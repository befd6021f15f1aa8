//! Utility functions for common operations

use crate::ingestion::error::{IngestionError, Result};
use reqwest::header::{
    HeaderMap, HeaderName, HeaderValue, ACCEPT, ACCEPT_LANGUAGE, CACHE_CONTROL, COOKIE, PRAGMA,
    USER_AGENT,
};
use reqwest::Client;
use std::path::Path;
use std::time::Duration;
use tracing::info;

pub const DEFAULT_USER_AGENT: &str =
    "Mozilla/5.0 (X11; Linux x86_64) AppleWebKit/537.36 (KHTML, like Gecko) Chrome/107.0.0.0 Safari/537.36";

/// Browser-like header set the search endpoint expects from a same-origin XHR
pub fn search_headers(user_agent: &str, cookie: Option<&str>) -> Result<HeaderMap> {
    let mut headers = HeaderMap::new();
    headers.insert(ACCEPT, HeaderValue::from_static("*/*"));
    headers.insert(ACCEPT_LANGUAGE, HeaderValue::from_static("en-US,en;q=0.8"));
    headers.insert(CACHE_CONTROL, HeaderValue::from_static("no-cache"));
    headers.insert(PRAGMA, HeaderValue::from_static("no-cache"));
    headers.insert(
        HeaderName::from_static("sec-fetch-dest"),
        HeaderValue::from_static("empty"),
    );
    headers.insert(
        HeaderName::from_static("sec-fetch-mode"),
        HeaderValue::from_static("cors"),
    );
    headers.insert(
        HeaderName::from_static("sec-fetch-site"),
        HeaderValue::from_static("same-origin"),
    );
    headers.insert(HeaderName::from_static("sec-gpc"), HeaderValue::from_static("1"));

    let agent = HeaderValue::from_str(user_agent)
        .map_err(|e| IngestionError::Config(format!("invalid user agent: {}", e)))?;
    headers.insert(USER_AGENT, agent);

    if let Some(cookie) = cookie {
        let mut value = HeaderValue::from_str(cookie)
            .map_err(|e| IngestionError::Config(format!("invalid session cookie: {}", e)))?;
        value.set_sensitive(true);
        headers.insert(COOKIE, value);
    }

    Ok(headers)
}

/// Build an HTTP client with the given default headers and timeout
pub fn build_client(headers: HeaderMap, timeout: Duration) -> Result<Client> {
    Client::builder()
        .default_headers(headers)
        .timeout(timeout)
        .build()
        .map_err(IngestionError::from)
}

/// Delete a local file once it is no longer needed
pub async fn remove_local_file(path: &Path) -> Result<()> {
    tokio::fs::remove_file(path)
        .await
        .map_err(|e| IngestionError::io(path, e))?;
    info!("Removed {:?}", path);
    Ok(())
}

*Task objective:*
What is wanted is every line from the first line of the entries through the line that contains "pub fn search_headers(user_agent: &str, cookie: Option<&str>)", given again exactly.

*Expected answer:*
repository befd6021f15f1aa8
//! Utility functions for common operations

use crate::ingestion::error::{IngestionError, Result};
use reqwest::header::{
    HeaderMap, HeaderName, HeaderValue, ACCEPT, ACCEPT_LANGUAGE, CACHE_CONTROL, COOKIE, PRAGMA,
    USER_AGENT,
};
use reqwest::Client;
use std::path::Path;
use std::time::Duration;
use tracing::info;

pub const DEFAULT_USER_AGENT: &str =
    "Mozilla/5.0 (X11; Linux x86_64) AppleWebKit/537.36 (KHTML, like Gecko) Chrome/107.0.0.0 Safari/537.36";

/// Browser-like header set the search endpoint expects from a same-origin XHR
pub fn search_headers(user_agent: &str, cookie: Option<&str>) -> Result<HeaderMap> {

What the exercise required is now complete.